Thursday, June 11, 2009

Who is the beneficiary of your 401k, profit sharing and pension plans?

Your answer would probably be, “Myself and my family”.

But, would it surprise you to learn that there is more than a 50% chance that you have named your physician, your hospital, and a cast of nurses, therapists and caregivers as co-beneficiaries of your retirement plans?

Here is why; almost all statistics say that over 50% of all Americans will need long term health care at some time during their lives(1). For some the costs will be inconsequential; for others they can run into the hundreds of thousands – even millions – of dollars because of conditions such as strokes, debilitating accidents or even Alzheimer’s.

Where will the money come from to for our care ?

To answer that question, imagine this: Jim Smith has accumulated $2,000,000 in his retirement plans and retires with an after tax income of $100,000 a year. Suddenly he has a stroke and needs a caregiver at home 10 hours a day, 365 days a year.

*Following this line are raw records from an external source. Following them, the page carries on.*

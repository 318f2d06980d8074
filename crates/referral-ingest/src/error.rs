use std::path::PathBuf;

use thiserror::Error;

#[derive(Debug, Error)]
pub enum IngestError {
    #[error("io error: {0}")]
    Io(#[from] std::io::Error),
    #[error("csv error: {0}")]
    Csv(#[from] csv::Error),
    #[error("xlsx error: {0}")]
    Xlsx(#[from] calamine::Error),
    #[error("workbook has no worksheets: {}", path.display())]
    EmptyWorkbook { path: PathBuf },
    #[error("file has no header row: {}", path.display())]
    MissingHeader { path: PathBuf },
}

pub type Result<T> = std::result::Result<T, IngestError>;
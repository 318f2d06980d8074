//! Type normalization of the validated referral table.
//!
//! Turns the raw string table into a uniformly typed Polars frame:
//! dates → canonical ISO strings (empty = missing), counters → zero-default
//! numbers, designated text columns → strings with missing markers blanked,
//! and the derived day count recomputed from the reference date. Everything
//! else goes through a best-effort type probe.
//!
//! Normalization is pure; the input table is never mutated.

use anyhow::{Context, Result};
use chrono::NaiveDate;
use polars::prelude::{Column, DataFrame, NamedFrom, Series};

use referral_ingest::{SheetTable, parse_f64};
use referral_model::columns::{
    DATE_COLUMNS, DAYS_IN_CURRENT_ACTIVITY, LAST_ACTIVITY_DATE, NUMERIC_COLUMNS, TEXT_COLUMNS,
};

use crate::dates::{days_between, format_iso_date, parse_flexible_date};
use crate::frame::NormalizedTable;

/// Sample size for the column type probe.
///
/// Only the first 100 non-missing values are inspected, so the inferred
/// type can change with row order; this is a best-effort compatibility shim
/// for loosely typed spreadsheet input, not guaranteed type inference.
pub const TYPE_PROBE_SAMPLE: usize = 100;

/// True for cells that represent an absent value: empty strings and the
/// literal not-available renderings a loosely typed export produces.
pub fn is_missing_marker(value: &str) -> bool {
    let trimmed = value.trim();
    trimmed.is_empty()
        || trimmed.eq_ignore_ascii_case("nan")
        || trimmed.eq_ignore_ascii_case("nat")
}

/// Normalize the validated table against an explicit reference date.
///
/// Column order is preserved from the source. Re-running normalization on a
/// rendering of an already normalized table yields an equal frame.
pub fn normalize(table: &SheetTable, reference_date: NaiveDate) -> Result<NormalizedTable> {
    let mut columns: Vec<Column> = Vec::with_capacity(table.headers.len());
    for (index, header) in table.headers.iter().enumerate() {
        let column = build_column(table, header, index, reference_date);
        columns.push(column);
    }
    let data = DataFrame::new(columns).context("build normalized frame")?;
    Ok(NormalizedTable::new(data))
}

fn build_column(
    table: &SheetTable,
    header: &str,
    index: usize,
    reference_date: NaiveDate,
) -> Column {
    if DATE_COLUMNS.contains(&header) {
        date_column(table, header, index)
    } else if header == DAYS_IN_CURRENT_ACTIVITY {
        days_column(table, header, reference_date)
    } else if NUMERIC_COLUMNS.contains(&header) {
        counter_column(table, header, index)
    } else if TEXT_COLUMNS.contains(&header) {
        text_column(table, header, index)
    } else {
        probed_column(table, header, index)
    }
}

/// Parse a date column; unparsable cells become the empty missing marker,
/// never an error.
fn date_column(table: &SheetTable, header: &str, index: usize) -> Column {
    let values: Vec<String> = table
        .rows
        .iter()
        .map(|row| {
            let raw = row.get(index).map(String::as_str).unwrap_or("");
            parse_flexible_date(raw)
                .map(format_iso_date)
                .unwrap_or_default()
        })
        .collect();
    Series::new(header.into(), values).into()
}

/// Recompute elapsed days from the last activity date. Null iff the last
/// activity date is missing; negative when the activity is in the future.
fn days_column(table: &SheetTable, header: &str, reference_date: NaiveDate) -> Column {
    let activity_index = table.column_index(LAST_ACTIVITY_DATE);
    let values: Vec<Option<i64>> = table
        .rows
        .iter()
        .map(|row| {
            let raw = activity_index
                .and_then(|idx| row.get(idx))
                .map(String::as_str)
                .unwrap_or("");
            parse_flexible_date(raw).map(|date| days_between(date, reference_date))
        })
        .collect();
    Series::new(header.into(), values).into()
}

/// Zero-default counter column: missing and unparsable values become 0.
fn counter_column(table: &SheetTable, header: &str, index: usize) -> Column {
    let values: Vec<f64> = table
        .rows
        .iter()
        .map(|row| {
            let raw = row.get(index).map(String::as_str).unwrap_or("");
            parse_f64(raw).unwrap_or(0.0)
        })
        .collect();
    Series::new(header.into(), values).into()
}

/// String column with missing markers blanked. Non-missing values are kept
/// verbatim, including surrounding whitespace, because downstream rules
/// distinguish trimmed from untrimmed comparisons.
fn text_column(table: &SheetTable, header: &str, index: usize) -> Column {
    let values: Vec<String> = table
        .rows
        .iter()
        .map(|row| {
            let raw = row.get(index).map(String::as_str).unwrap_or("");
            if is_missing_marker(raw) {
                String::new()
            } else {
                raw.to_string()
            }
        })
        .collect();
    Series::new(header.into(), values).into()
}

/// Probe the first [`TYPE_PROBE_SAMPLE`] non-missing values: if all parse as
/// numbers the whole column is numeric (missing → null), otherwise it is a
/// text column. Keeps mixed-type columns away from consumers that require
/// uniform typing.
fn probed_column(table: &SheetTable, header: &str, index: usize) -> Column {
    let mut sampled = 0usize;
    let mut all_numeric = true;
    for row in &table.rows {
        if sampled >= TYPE_PROBE_SAMPLE {
            break;
        }
        let raw = row.get(index).map(String::as_str).unwrap_or("");
        if is_missing_marker(raw) {
            continue;
        }
        sampled += 1;
        if parse_f64(raw).is_none() {
            all_numeric = false;
            break;
        }
    }
    if sampled > 0 && all_numeric {
        let values: Vec<Option<f64>> = table
            .rows
            .iter()
            .map(|row| {
                let raw = row.get(index).map(String::as_str).unwrap_or("");
                parse_f64(raw)
            })
            .collect();
        Series::new(header.into(), values).into()
    } else {
        text_column(table, header, index)
    }
}
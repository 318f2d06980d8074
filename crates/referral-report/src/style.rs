//! Reusable cell formats for the referral workbook.

use rust_xlsxwriter::Format;

/// Header row fill, a light blue.
const HEADER_FILL: u32 = 0xCC_E5FF;

/// Banner row fill on the summary sheet, a light yellow.
const BANNER_FILL: u32 = 0xFF_F2CC;

/// The small set of formats every sheet shares.
pub struct SheetStyles {
    pub header: Format,
    pub banner: Format,
    pub wrapped: Format,
}

impl SheetStyles {
    pub fn new() -> Self {
        Self {
            header: Format::new().set_bold().set_background_color(HEADER_FILL),
            banner: Format::new().set_bold().set_background_color(BANNER_FILL),
            wrapped: Format::new().set_text_wrap(),
        }
    }
}

impl Default for SheetStyles {
    fn default() -> Self {
        Self::new()
    }
}
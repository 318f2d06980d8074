//! Task-status predicates over the normalized referral table.
//!
//! Six pure boolean row filters plus the tri-state reauthorization rule in
//! [`crate::reauth`]. Pending-task comparisons are case-sensitive; only the
//! CCHP counseling rule uppercases the payer (without trimming) and only
//! the reauthorization rule trims it. That asymmetry is part of the
//! business rules and must not be "fixed" here.
//!
//! A null day count fails every `days >= N` comparison, so rows without a
//! last activity date never flag on elapsed time.

use chrono::{Days, NaiveDate};

use referral_model::TaskCategory;
use referral_model::columns::{
    BOXES_SENT, COUNSELING_SESSIONS, PAYER_ORGANIZATION, PENDING_TASK, REFERRAL_CREATED_DATE,
};

use crate::frame::NormalizedTable;
use crate::reauth::{ReauthAssessment, assess_reauth};

/// Rows matching one classification rule, in row order.
///
/// Subsets are not disjoint; a row may appear in several.
#[derive(Debug, Clone, PartialEq, Eq)]
pub struct Classification {
    pub category: TaskCategory,
    pub rows: Vec<usize>,
}

impl Classification {
    pub fn count(&self) -> usize {
        self.rows.len()
    }
}

/// Initial MTG box pending: delivery task, 4+ days elapsed, no box sent yet.
pub fn initial_mtg_pending(table: &NormalizedTable, row: usize) -> bool {
    table.text(PENDING_TASK, row) == "MTG Box Delivery"
        && table.days_in_activity(row).is_some_and(|days| days >= 4)
        && table.number(BOXES_SENT, row) == Some(0.0)
}

/// Ongoing MTG box pending: delivery task, 8+ days elapsed, at least one box
/// already sent.
pub fn ongoing_mtg_pending(table: &NormalizedTable, row: usize) -> bool {
    table.text(PENDING_TASK, row) == "MTG Box Delivery"
        && table.days_in_activity(row).is_some_and(|days| days >= 8)
        && table.number(BOXES_SENT, row).is_some_and(|sent| sent != 0.0)
}

/// Nutritional assessment pending for 14+ days.
pub fn nutritional_assessment_pending(table: &NormalizedTable, row: usize) -> bool {
    table.text(PENDING_TASK, row) == "Nutritional assessment"
        && table.days_in_activity(row).is_some_and(|days| days >= 14)
}

/// Speak-to-member pending for 14+ days.
pub fn speak_to_member_pending(table: &NormalizedTable, row: usize) -> bool {
    table.text(PENDING_TASK, row) == "Speak to Member"
        && table.days_in_activity(row).is_some_and(|days| days >= 14)
}

/// TAR approval pending for 8+ days.
pub fn tar_approval_pending(table: &NormalizedTable, row: usize) -> bool {
    table.text(PENDING_TASK, row) == "TAR Approval"
        && table.days_in_activity(row).is_some_and(|days| days >= 8)
}

/// CCHP nutrition counseling pending: CCHP referral created 49+ days before
/// the reference date with at most one counseling session and a task that
/// is not discontinued.
///
/// The payer comparison uppercases the raw cell without trimming; a missing
/// created date excludes the row.
pub fn cchp_counseling_pending(
    table: &NormalizedTable,
    row: usize,
    reference_date: NaiveDate,
) -> bool {
    if table.text(PAYER_ORGANIZATION, row).to_uppercase() != "CCHP" {
        return false;
    }
    let Some(cutoff) = reference_date.checked_sub_days(Days::new(49)) else {
        return false;
    };
    let created_in_window = table
        .date(REFERRAL_CREATED_DATE, row)
        .is_some_and(|created| created <= cutoff);
    let sessions = table.number(COUNSELING_SESSIONS, row).unwrap_or(0.0);
    created_in_window
        && (sessions == 0.0 || sessions == 1.0)
        && !table
            .text(PENDING_TASK, row)
            .to_lowercase()
            .contains("discontinued")
}

/// Evaluate every rule over the table, producing the seven subsets in the
/// fixed summary order.
pub fn classify(table: &NormalizedTable, reference_date: NaiveDate) -> Vec<Classification> {
    TaskCategory::ALL
        .iter()
        .map(|&category| Classification {
            category,
            rows: matching_rows(table, category, reference_date),
        })
        .collect()
}

fn matching_rows(
    table: &NormalizedTable,
    category: TaskCategory,
    reference_date: NaiveDate,
) -> Vec<usize> {
    (0..table.height())
        .filter(|&row| match category {
            TaskCategory::InitialMtgDelivery => initial_mtg_pending(table, row),
            TaskCategory::OngoingMtgDelivery => ongoing_mtg_pending(table, row),
            TaskCategory::NutritionalAssessment => nutritional_assessment_pending(table, row),
            TaskCategory::SpeakToMember => speak_to_member_pending(table, row),
            TaskCategory::TarApproval => tar_approval_pending(table, row),
            TaskCategory::NutritionCounseling => {
                cchp_counseling_pending(table, row, reference_date)
            }
            TaskCategory::ReauthNotSubmitted => {
                assess_reauth(table, row, reference_date) == ReauthAssessment::Pending
            }
        })
        .collect()
}
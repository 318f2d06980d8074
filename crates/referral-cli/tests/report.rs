//! Integration tests for the report pipeline over temp CSV files.

use std::fs;
use std::path::Path;

use calamine::{open_workbook_auto, Reader};
use chrono::NaiveDate;
use tempfile::tempdir;

use referral_cli::pipeline::{run_report, ReportRequest};
use referral_model::columns::{
    LAST_ACTIVITY_DATE, PENDING_TASK, REQUIRED_COLUMNS,
};
use referral_model::{ReferralError, TaskCategory};

fn reference_date() -> NaiveDate {
    NaiveDate::from_ymd_opt(2025, 6, 18).unwrap()
}

fn csv_row(overrides: &[(&str, &str)]) -> String {
    let mut cells = vec![String::new(); REQUIRED_COLUMNS.len()];
    for (name, value) in overrides {
        let index = REQUIRED_COLUMNS
            .iter()
            .position(|header| header == name)
            .unwrap();
        cells[index] = (*value).to_string();
    }
    cells.join(",")
}

fn write_export(path: &Path, rows: &[&[(&str, &str)]]) {
    let mut contents = REQUIRED_COLUMNS.join(",");
    for row in rows {
        contents.push('\n');
        contents.push_str(&csv_row(row));
    }
    fs::write(path, contents).unwrap();
}

#[test]
fn report_writes_the_workbook_and_counts() {
    let dir = tempdir().unwrap();
    let input = dir.path().join("export.csv");
    let output = dir.path().join("report.xlsx");
    write_export(
        &input,
        &[&[
            (PENDING_TASK, "Speak to Member"),
            (LAST_ACTIVITY_DATE, "2025-06-01"),
        ]],
    );

    let result = run_report(&ReportRequest {
        input: input.clone(),
        output: Some(output.clone()),
        reference_date: reference_date(),
        dry_run: false,
    })
    .unwrap();

    assert_eq!(result.total_records, 1);
    assert_eq!(result.output.as_deref(), Some(output.as_path()));
    let speak = result
        .summary
        .iter()
        .find(|row| row.category == TaskCategory::SpeakToMember)
        .unwrap();
    assert_eq!(speak.count, 1);

    let workbook = open_workbook_auto(&output).unwrap();
    assert_eq!(workbook.sheet_names().len(), 9);
}

#[test]
fn dry_run_writes_nothing() {
    let dir = tempdir().unwrap();
    let input = dir.path().join("export.csv");
    write_export(&input, &[&[]]);

    let result = run_report(&ReportRequest {
        input,
        output: Some(dir.path().join("report.xlsx")),
        reference_date: reference_date(),
        dry_run: true,
    })
    .unwrap();

    assert_eq!(result.output, None);
    assert!(!dir.path().join("report.xlsx").exists());
}

#[test]
fn missing_columns_surface_as_a_schema_error() {
    let dir = tempdir().unwrap();
    let input = dir.path().join("export.csv");
    fs::write(&input, "Payer Organization,County\nCCHP,Fresno\n").unwrap();

    let error = run_report(&ReportRequest {
        input,
        output: None,
        reference_date: reference_date(),
        dry_run: true,
    })
    .unwrap_err();

    match error.downcast_ref::<ReferralError>() {
        Some(ReferralError::Schema { missing }) => {
            assert!(missing.contains(&"Implify Member ID".to_string()));
            assert!(!missing.contains(&"Payer Organization".to_string()));
        }
        other => panic!("expected schema error, got {other:?}"),
    }
}

#[test]
fn unreadable_input_fails_with_context() {
    let dir = tempdir().unwrap();
    let error = run_report(&ReportRequest {
        input: dir.path().join("missing.csv"),
        output: None,
        reference_date: reference_date(),
        dry_run: true,
    })
    .unwrap_err();

    assert!(error.to_string().contains("failed to read"));
}
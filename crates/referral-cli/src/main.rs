//! Referral dashboard CLI.

use clap::{ColorChoice, Parser};
use referral_cli::logging::{init_logging, LogConfig, LogFormat};
use referral_model::ReferralError;
use std::io::{self, IsTerminal};
use tracing::level_filters::LevelFilter;

mod cli;
mod commands;
mod summary;

use crate::cli::{Cli, Command, LogFormatArg, LogLevelArg};
use crate::commands::{run_columns, run_report_command};
use crate::summary::print_summary;

fn main() {
    let cli = Cli::parse();
    cli.color.write_global();
    let log_config = log_config_from_cli(&cli);
    if let Err(error) = init_logging(&log_config) {
        eprintln!("error: failed to initialize logging: {error}");
        std::process::exit(1);
    }
    let exit_code = match cli.command {
        Command::Report(args) => match run_report_command(&args) {
            Ok(result) => {
                print_summary(&result);
                0
            }
            Err(error) => {
                report_error(&error);
                1
            }
        },
        Command::Columns => match run_columns() {
            Ok(()) => 0,
            Err(error) => {
                eprintln!("error: {error}");
                1
            }
        },
    };
    std::process::exit(exit_code);
}

/// Schema errors already carry their itemized column list; everything else
/// gets the context chain and a pointer at the likely cause.
fn report_error(error: &anyhow::Error) {
    match error.downcast_ref::<ReferralError>() {
        Some(schema @ ReferralError::Schema { .. }) => {
            eprintln!("error: {schema}");
        }
        _ => {
            eprintln!("error: {error:#}");
            eprintln!("hint: the input must be a referral export in XLSX or CSV format");
        }
    }
}

/// Build logging configuration from CLI flags with consistent precedence.
fn log_config_from_cli(cli: &Cli) -> LogConfig {
    let mut config = LogConfig {
        level_filter: cli.verbosity.tracing_level_filter(),
        ..LogConfig::default()
    };
    config.use_env_filter = !(cli.verbosity.is_present() || cli.log_level.is_some());
    if let Some(level) = cli.log_level {
        config.level_filter = match level {
            LogLevelArg::Error => LevelFilter::ERROR,
            LogLevelArg::Warn => LevelFilter::WARN,
            LogLevelArg::Info => LevelFilter::INFO,
            LogLevelArg::Debug => LevelFilter::DEBUG,
            LogLevelArg::Trace => LevelFilter::TRACE,
        };
    }
    config.format = match cli.log_format {
        LogFormatArg::Pretty => LogFormat::Pretty,
        LogFormatArg::Compact => LogFormat::Compact,
        LogFormatArg::Json => LogFormat::Json,
    };
    config.log_file = cli.log_file.clone();
    config.with_ansi = match cli.color.color {
        ColorChoice::Always => true,
        ColorChoice::Never => false,
        ColorChoice::Auto => cli.log_file.is_none() && io::stderr().is_terminal(),
    };
    config
}
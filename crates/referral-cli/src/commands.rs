//! Subcommand entry points.

use anyhow::Result;
use comfy_table::Table;

use referral_cli::pipeline::{run_report, ReportRequest, ReportResult};
use referral_core::default_reference_date;
use referral_model::columns::{
    DATE_COLUMNS, DAYS_IN_CURRENT_ACTIVITY, NUMERIC_COLUMNS, REQUIRED_COLUMNS,
};

use crate::cli::ReportArgs;
use crate::summary::apply_table_style;

pub fn run_report_command(args: &ReportArgs) -> Result<ReportResult> {
    let request = ReportRequest {
        input: args.input.clone(),
        output: args.output.clone(),
        reference_date: args.as_of.unwrap_or_else(default_reference_date),
        dry_run: args.dry_run,
    };
    run_report(&request)
}

/// Print the required export columns with their normalized types.
pub fn run_columns() -> Result<()> {
    let mut table = Table::new();
    table.set_header(vec!["#", "Column", "Type"]);
    apply_table_style(&mut table);
    for (index, name) in REQUIRED_COLUMNS.iter().enumerate() {
        table.add_row(vec![
            (index + 1).to_string(),
            (*name).to_string(),
            column_type(name).to_string(),
        ]);
    }
    println!("{table}");
    Ok(())
}

fn column_type(name: &str) -> &'static str {
    if name == DAYS_IN_CURRENT_ACTIVITY {
        "number (recomputed)"
    } else if DATE_COLUMNS.contains(&name) {
        "date"
    } else if NUMERIC_COLUMNS.contains(&name) {
        "number"
    } else {
        "text"
    }
}
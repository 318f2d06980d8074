//! The ingest → process → render pipeline behind the `report` command.

use std::path::PathBuf;
use std::time::Instant;

use anyhow::{Context, Result};
use chrono::NaiveDate;
use tracing::{info, info_span};

use referral_core::process_referrals;
use referral_ingest::read_sheet_table;
use referral_model::SummaryRow;
use referral_report::{write_report, ReportOptions};

/// One requested report run.
#[derive(Debug, Clone)]
pub struct ReportRequest {
    /// Referral export to read (CSV or XLSX).
    pub input: PathBuf,
    /// Workbook destination; defaults to a timestamped name next to the
    /// input.
    pub output: Option<PathBuf>,
    /// Reference date for every elapsed-time rule.
    pub reference_date: NaiveDate,
    /// Classify and summarize without writing the workbook.
    pub dry_run: bool,
}

/// What a report run produced, for the terminal summary.
#[derive(Debug)]
pub struct ReportResult {
    pub input: PathBuf,
    /// `None` on a dry run.
    pub output: Option<PathBuf>,
    pub reference_date: NaiveDate,
    pub total_records: usize,
    pub summary: Vec<SummaryRow>,
}

/// Run the full report pipeline.
pub fn run_report(request: &ReportRequest) -> Result<ReportResult> {
    let ingest_span = info_span!("ingest", input = %request.input.display());
    let ingest_start = Instant::now();
    let table = ingest_span.in_scope(|| {
        read_sheet_table(&request.input)
            .with_context(|| format!("failed to read {}", request.input.display()))
    })?;
    info!(
        rows = table.rows.len(),
        columns = table.headers.len(),
        duration_ms = ingest_start.elapsed().as_millis(),
        "input loaded"
    );

    let processed = process_referrals(&table, request.reference_date)?;

    let output = if request.dry_run {
        None
    } else {
        let options = ReportOptions::default();
        let path = request
            .output
            .clone()
            .unwrap_or_else(|| default_output_path(request, &options));
        let render_span = info_span!("render", output = %path.display());
        let render_start = Instant::now();
        render_span.in_scope(|| write_report(&path, &processed, &options))?;
        info!(
            output = %path.display(),
            duration_ms = render_start.elapsed().as_millis(),
            "report written"
        );
        Some(path)
    };

    Ok(ReportResult {
        input: request.input.clone(),
        output,
        reference_date: request.reference_date,
        total_records: processed.total_records(),
        summary: processed.summary,
    })
}

/// Timestamped workbook name in the input's directory, matching the name
/// the dashboard download uses.
fn default_output_path(request: &ReportRequest, options: &ReportOptions) -> PathBuf {
    let name = format!(
        "referral_dashboard_{}.xlsx",
        options.generated_at.format("%Y%m%d_%H%M")
    );
    request
        .input
        .parent()
        .map_or_else(|| PathBuf::from(&name), |dir| dir.join(&name))
}
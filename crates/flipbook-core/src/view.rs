//! Read-only view model handed to the presentation shell.

use serde::Serialize;

use crate::catalog::{Catalog, Track};
use crate::navigation::{Direction, Navigator};
use crate::theme::Theme;

#[derive(Clone, Debug, PartialEq, Eq, Serialize)]
#[serde(rename_all = "camelCase")]
pub struct PageDot {
    pub page: usize,
    pub title: String,
    pub active: bool,
    pub cover: bool,
}

#[derive(Clone, Debug, PartialEq, Eq, Serialize)]
#[serde(rename_all = "camelCase")]
pub struct PageView<'a> {
    pub current_page: usize,
    pub page_count: usize,
    pub is_cover: bool,
    pub track: Option<&'a Track>,
    /// `"{current} / {N}"`.
    pub indicator: String,
    pub prev_enabled: bool,
    pub next_enabled: bool,
    pub is_transitioning: bool,
    /// `flipping-forward` / `flipping-backward` while a flip is in flight.
    pub flip_class: Option<&'static str>,
    pub theme: Theme,
    pub dots: Vec<PageDot>,
}

impl<'a> PageView<'a> {
    pub fn build(catalog: &'a Catalog, nav: &Navigator) -> Self {
        let current = nav.current_page();
        let count = nav.page_count();
        let idle = !nav.is_transitioning();
        let flip_class = nav.pending().map(|t| match t.direction {
            Direction::Forward => "flipping-forward",
            Direction::Backward => "flipping-backward",
        });
        let dots = (0..=count)
            .map(|page| PageDot {
                page,
                title: if page == 0 {
                    "Cover".to_string()
                } else {
                    format!("Track {page}")
                },
                active: page == current,
                cover: page == 0,
            })
            .collect();

        Self {
            current_page: current,
            page_count: count,
            is_cover: current == 0,
            track: catalog.track(current),
            indicator: format!("{current} / {count}"),
            prev_enabled: current > 0 && idle,
            next_enabled: current < count && idle,
            is_transitioning: !idle,
            flip_class,
            theme: nav.theme(catalog),
            dots,
        }
    }
}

The result:


  • Jim’s retirement income $ 100,000

  • Jim’s health care costs(2) $ 73,000

  • Net income for Jim’s family $ 27,000

Jim’s family is now between the proverbial rock and a hard place:

  • They change their lifestyles and reduce their standard of living

  • They start liquidating Jim’s retirement plan account – money he had earmarked for their future financial security

Of course this will never happen to us – but what if we are wrong?

The moral of the story: Without an effective Wealth Preservation Plan in place there is a good chance that you will give away some of your retirement assets to pay for the costs of extended health care.

(1) 70% of all Americans will need some type of long term health care during their lifetimes 10/2008 (www.longtermcare.gov/ltc).
(2) See 2008 MetLife Mature Market Surveys on the cost of long term health care.